Kelsey Blackwell, Senior Food Editor

April 16, 2010

3 Min Read
New Safe Chemicals Act introduced

New proposed legislation, the Safe Chemicals Act of 2010, introduced this week by Senator Frank R. Lautenberg (D-NJ) and Congressmen Henry Waxman (D-Calif.) and Bobby Rush (D-Ill.), has the potential to significantly change how the federal government protects the public from toxic chemicals.

“The Safe Chemicals Act will bring order to a chemical industry whose products have largely escaped regulation for the past three decades,” said Richard Wiles, senior vice president for policy and communications for the Environmental Working Group. “The current law is riddled with so many loopholes that in more than 30 years, the Environmental Protection Agency has been able to regulate only five of the 83,000 chemicals in use in consumer goods.”

The bill could affect many of the products consumers use in their homes, offices and schools including food and beverage packaging, electronics, furniture, toys, personal care and cleaning products. Any natural product that’s using industrial chemicals as ingredients would be impacted.

"We support any kind of legislation that's going to reduce the chemical burden that all of us live with on a daily basis," said Eileen Sheets, managing director for Bioforce USA which makes natural and low-chemical hair dyes and denture creams among other things. "Without seeing details of what this new legislation could cover it's hard to know if we'd be impacted. Our products are all good and clean but I don't know what might be questioned."

Representatives Waxman and Rush announced an aggressive schedule in the House of Representatives to complete committee action by mid-summer.

According to a release from Safer Chemicals, Healthy Families, proposed reforms include:

  • Requiring chemical companies to develop and make publicly available basic health and safety information for all chemicals.

  • Requiring chemicals to meet a safety standard that protects vulnerable sub-populations, including pregnant women and children.

  • A new program to identify communities that are “hot spots” for toxic chemicals and to take action to reduce exposures.

  • Expediting safety determinations and actions to restrict some of the most notorious chemicals, like formaldehyde, vinyl chloride, and flame retardants.

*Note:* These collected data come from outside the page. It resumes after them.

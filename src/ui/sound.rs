/// Sound backend: procedural 8-bit style cues via rodio.
///
/// Each `GameEvent` maps to at most one `Cue`. All cue buffers are generated
/// as in-memory WAVs at init time; playback is fire-and-forget.
///
/// Without the "sound" feature the stub SoundEngine does nothing.

use crate::sim::event::GameEvent;

#[derive(Clone, Copy, PartialEq, Eq, Hash, Debug)]
pub enum Cue {
    Jump,
    Coin,
    PowerUp,
    Bump,
    Stomp,
    Fire,
    Hit,
    Die,
    Clear,
    GameOver,
    Fanfare,
}

impl Cue {
    pub const ALL: [Cue; 11] = [
        Cue::Jump, Cue::Coin, Cue::PowerUp, Cue::Bump, Cue::Stomp, Cue::Fire,
        Cue::Hit, Cue::Die, Cue::Clear, Cue::GameOver, Cue::Fanfare,
    ];

    pub fn for_event(event: &GameEvent) -> Option<Cue> {
        match event {
            GameEvent::Jumped => Some(Cue::Jump),
            GameEvent::CoinCollected { .. } => Some(Cue::Coin),
            GameEvent::PowerUp { .. } => Some(Cue::PowerUp),
            GameEvent::BlockBumped { .. } => Some(Cue::Bump),
            GameEvent::EnemyStomped { .. } => Some(Cue::Stomp),
            GameEvent::EnemyShot { .. } => Some(Cue::Hit),
            GameEvent::ProjectileFired { .. } => Some(Cue::Fire),
            GameEvent::LifeLost { .. } => Some(Cue::Die),
            GameEvent::LevelComplete { .. } => Some(Cue::Clear),
            GameEvent::GameOver { .. } => Some(Cue::GameOver),
            GameEvent::GameComplete { .. } => Some(Cue::Fanfare),
            GameEvent::LevelStarted { .. } => None,
        }
    }
}

#[cfg(feature = "sound")]
mod inner {
    use std::collections::HashMap;
    use std::f32::consts::TAU;
    use std::io::Cursor;
    use std::sync::Arc;

    use rodio::{OutputStream, OutputStreamHandle, Sink};

    use super::Cue;
    use crate::sim::event::GameEvent;

    const SAMPLE_RATE: u32 = 22050;

    pub struct SoundEngine {
        _stream: OutputStream,
        handle: OutputStreamHandle,
        buffers: HashMap<Cue, Arc<Vec<u8>>>,
    }

    impl SoundEngine {
        pub fn new() -> Option<Self> {
            let (stream, handle) = match OutputStream::try_default() {
                Ok(pair) => pair,
                Err(e) => {
                    log::warn!("audio output unavailable: {e}");
                    return None;
                }
            };
            let buffers = Cue::ALL.iter()
                .map(|&cue| (cue, Arc::new(make_wav(&generate(cue)))))
                .collect();
            Some(SoundEngine { _stream: stream, handle, buffers })
        }

        pub fn play_events(&self, events: &[GameEvent]) {
            for cue in events.iter().filter_map(Cue::for_event) {
                self.play(cue);
            }
        }

        pub fn play(&self, cue: Cue) {
            let Some(buf) = self.buffers.get(&cue) else { return };
            if let Ok(sink) = Sink::try_new(&self.handle) {
                let cursor = Cursor::new(buf.as_ref().clone());
                if let Ok(src) = rodio::Decoder::new(cursor) {
                    sink.append(src);
                    sink.detach(); // fire-and-forget
                }
            }
        }
    }

    // ════════════════════════════════════════════════════════════
    //  Waveform generators: Vec<f32> mono samples
    // ════════════════════════════════════════════════════════════

    fn generate(cue: Cue) -> Vec<f32> {
        match cue {
            Cue::Jump => sweep(320.0, 720.0, 0.09, 0.22),
            Cue::Coin => notes(&[(988.0, 0.05), (1319.0, 0.12)], 0.25), // B5, E6
            Cue::PowerUp => notes(&[(523.0, 0.06), (659.0, 0.06), (784.0, 0.06), (1047.0, 0.12)], 0.25),
            Cue::Bump => sweep(180.0, 90.0, 0.07, 0.3),
            Cue::Stomp => sweep(600.0, 150.0, 0.1, 0.3),
            Cue::Fire => sweep(1400.0, 500.0, 0.06, 0.18),
            Cue::Hit => notes(&[(660.0, 0.04), (440.0, 0.06)], 0.22),
            Cue::Die => notes(&[(440.0, 0.12), (370.0, 0.12), (311.0, 0.12), (261.0, 0.2)], 0.3),
            Cue::Clear => notes(&[(523.0, 0.1), (659.0, 0.1), (784.0, 0.1), (1047.0, 0.3)], 0.3),
            Cue::GameOver => notes(&[(392.0, 0.2), (330.0, 0.2), (262.0, 0.4)], 0.3),
            Cue::Fanfare => notes(
                &[(523.0, 0.1), (523.0, 0.1), (784.0, 0.1), (1047.0, 0.2), (784.0, 0.1), (1047.0, 0.4)],
                0.3,
            ),
        }
    }

    /// Note sequence, sine plus octave harmonic for a retro edge.
    fn notes(seq: &[(f32, f32)], volume: f32) -> Vec<f32> {
        let mut samples = Vec::new();
        for &(freq, dur) in seq {
            let n = (SAMPLE_RATE as f32 * dur) as usize;
            for i in 0..n {
                let t = i as f32 / SAMPLE_RATE as f32;
                let env = 1.0 - (i as f32 / n as f32).powf(0.6);
                let wave = (t * freq * TAU).sin() * 0.7 + (t * freq * 2.0 * TAU).sin() * 0.3;
                samples.push(wave * env * volume);
            }
        }
        samples
    }

    /// Linear pitch sweep with a fade out.
    fn sweep(from: f32, to: f32, duration: f32, volume: f32) -> Vec<f32> {
        let n = (SAMPLE_RATE as f32 * duration) as usize;
        let mut phase = 0.0_f32;
        (0..n)
            .map(|i| {
                let p = i as f32 / n as f32;
                let freq = from + (to - from) * p;
                phase += freq * TAU / SAMPLE_RATE as f32;
                phase.sin() * (1.0 - p) * volume
            })
            .collect()
    }

    // ════════════════════════════════════════════════════════════
    //  WAV encoder: 16-bit PCM mono
    // ════════════════════════════════════════════════════════════

    fn make_wav(samples: &[f32]) -> Vec<u8> {
        let bits_per_sample: u16 = 16;
        let byte_rate = SAMPLE_RATE * bits_per_sample as u32 / 8;
        let block_align = bits_per_sample / 8;
        let data_size = samples.len() as u32 * 2;

        let mut buf = Vec::with_capacity(44 + data_size as usize);
        buf.extend_from_slice(b"RIFF");
        buf.extend_from_slice(&(36 + data_size).to_le_bytes());
        buf.extend_from_slice(b"WAVE");

        buf.extend_from_slice(b"fmt ");
        buf.extend_from_slice(&16u32.to_le_bytes());
        buf.extend_from_slice(&1u16.to_le_bytes()); // PCM
        buf.extend_from_slice(&1u16.to_le_bytes()); // mono
        buf.extend_from_slice(&SAMPLE_RATE.to_le_bytes());
        buf.extend_from_slice(&byte_rate.to_le_bytes());
        buf.extend_from_slice(&block_align.to_le_bytes());
        buf.extend_from_slice(&bits_per_sample.to_le_bytes());

        buf.extend_from_slice(b"data");
        buf.extend_from_slice(&data_size.to_le_bytes());
        for &s in samples {
            let val = (s.clamp(-1.0, 1.0) * 32767.0) as i16;
            buf.extend_from_slice(&val.to_le_bytes());
        }
        buf
    }

    #[cfg(test)]
    mod tests {
        use super::*;

        #[test]
        fn wav_header_sizes_match_payload() {
            let wav = make_wav(&generate(Cue::Coin));
            let data_size = u32::from_le_bytes([wav[40], wav[41], wav[42], wav[43]]) as usize;
            assert_eq!(&wav[0..4], b"RIFF");
            assert_eq!(wav.len(), 44 + data_size);
        }

        #[test]
        fn every_cue_has_samples() {
            for cue in Cue::ALL {
                assert!(!generate(cue).is_empty(), "{cue:?}");
            }
        }
    }
}

// ════════════════════════════════════════════════════════════
//  Public API: no-ops when the sound feature is off
// ════════════════════════════════════════════════════════════

#[cfg(feature = "sound")]
pub use inner::SoundEngine;

#[cfg(not(feature = "sound"))]
pub struct SoundEngine;

#[cfg(not(feature = "sound"))]
impl SoundEngine {
    pub fn new() -> Option<Self> { Some(SoundEngine) }
    pub fn play_events(&self, _events: &[GameEvent]) {}
    pub fn play(&self, _cue: Cue) {}
}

The new act would amend the federal Toxic Substances Control Act of 1976 which is widely acknowledged as ineffective, SCHF said. TSCA ‘grandfathered in’ 62,000 chemicals at the time it passed without requiring any testing or demonstration of safety.

“With virtually no rules governing the safety of chemicals, American babies are born pre-polluted, their bodies laced with as many as 300 industrial compounds, pollutants, plastics, pesticides and other substances that threaten public health,” Wiles said.

A toxic chemicals policy reform proposal known as the Kid-Safe Chemicals Act was proposed by Lautenberg, Waxman and other members of Congress in 2005 and in 2008, but these measures did not have the level of support as the current initiative.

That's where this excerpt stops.